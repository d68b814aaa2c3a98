// Loading bus settings from files on disk
use hello_core::{BusConfig, HelloError, SessionMode};
use std::io::Write;
use std::time::Duration;

fn write_temp(suffix: &str, contents: &str) -> tempfile::NamedTempFile {
    let mut file = tempfile::Builder::new()
        .suffix(suffix)
        .tempfile()
        .expect("create temp file");
    file.write_all(contents.as_bytes()).expect("write temp file");
    file
}

#[test]
fn test_load_toml_file() {
    let file = write_temp(
        ".toml",
        r#"
            mode = "client"
            connect = ["tcp/10.0.0.2:7447"]
            publish_period_ms = 250
        "#,
    );

    let config = BusConfig::load(Some(file.path())).unwrap();
    assert_eq!(config.mode, SessionMode::Client);
    assert_eq!(config.publish_period(), Duration::from_millis(250));
}

#[test]
fn test_load_yaml_file() {
    let file = write_temp(
        ".yaml",
        "mode: peer\nsubscribe_wait_ms: 500\nmulticast_scouting: true\n",
    );

    let config = BusConfig::load(Some(file.path())).unwrap();
    assert_eq!(config.subscribe_wait(), Duration::from_millis(500));
    assert_eq!(config.multicast_scouting, Some(true));
}

#[test]
fn test_unknown_extension_falls_back_to_yaml() {
    let file = write_temp(".conf", "publish_period_ms: 10\n");

    let config = BusConfig::from_file(file.path()).unwrap();
    assert_eq!(config.publish_period_ms, 10);
}

#[test]
fn test_malformed_file_is_config_error() {
    let file = write_temp(".toml", "mode = [not valid");

    let err = BusConfig::load(Some(file.path())).unwrap_err();
    assert!(matches!(err, HelloError::Config(_)), "{}", err);
}

#[test]
fn test_missing_zenoh_config_file() {
    let config = BusConfig {
        zenoh_config: Some("/nonexistent/zenoh.json5".into()),
        ..BusConfig::default()
    };

    assert!(matches!(config.to_zenoh_config(), Err(HelloError::Config(_))));
}

#[test]
fn test_search_paths_start_in_working_directory() {
    let paths = BusConfig::get_search_paths();
    assert_eq!(paths[0], std::path::PathBuf::from("hello_bus.toml"));
    assert!(paths.iter().any(|p| p.ends_with("config.toml")));
}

#### [TASK PROMPT]
Each line of the material is to be returned precisely as written.

#### [ANSWER SPACE]
repository d68b814aaa2c3a98
// Loading bus settings from files on disk
use hello_core::{BusConfig, HelloError, SessionMode};
use std::io::Write;
use std::time::Duration;

fn write_temp(suffix: &str, contents: &str) -> tempfile::NamedTempFile {
    let mut file = tempfile::Builder::new()
        .suffix(suffix)
        .tempfile()
        .expect("create temp file");
    file.write_all(contents.as_bytes()).expect("write temp file");
    file
}

#[test]
fn test_load_toml_file() {
    let file = write_temp(
        ".toml",
        r#"
            mode = "client"
            connect = ["tcp/10.0.0.2:7447"]
            publish_period_ms = 250
        "#,
    );

    let config = BusConfig::load(Some(file.path())).unwrap();
    assert_eq!(config.mode, SessionMode::Client);
    assert_eq!(config.publish_period(), Duration::from_millis(250));
}

#[test]
fn test_load_yaml_file() {
    let file = write_temp(
        ".yaml",
        "mode: peer\nsubscribe_wait_ms: 500\nmulticast_scouting: true\n",
    );

    let config = BusConfig::load(Some(file.path())).unwrap();
    assert_eq!(config.subscribe_wait(), Duration::from_millis(500));
    assert_eq!(config.multicast_scouting, Some(true));
}

#[test]
fn test_unknown_extension_falls_back_to_yaml() {
    let file = write_temp(".conf", "publish_period_ms: 10\n");

    let config = BusConfig::from_file(file.path()).unwrap();
    assert_eq!(config.publish_period_ms, 10);
}

#[test]
fn test_malformed_file_is_config_error() {
    let file = write_temp(".toml", "mode = [not valid");

    let err = BusConfig::load(Some(file.path())).unwrap_err();
    assert!(matches!(err, HelloError::Config(_)), "{}", err);
}

#[test]
fn test_missing_zenoh_config_file() {
    let config = BusConfig {
        zenoh_config: Some("/nonexistent/zenoh.json5".into()),
        ..BusConfig::default()
    };

    assert!(matches!(config.to_zenoh_config(), Err(HelloError::Config(_))));
}

#[test]
fn test_search_paths_start_in_working_directory() {
    let paths = BusConfig::get_search_paths();
    assert_eq!(paths[0], std::path::PathBuf::from("hello_bus.toml"));
    assert!(paths.iter().any(|p| p.ends_with("config.toml")));
}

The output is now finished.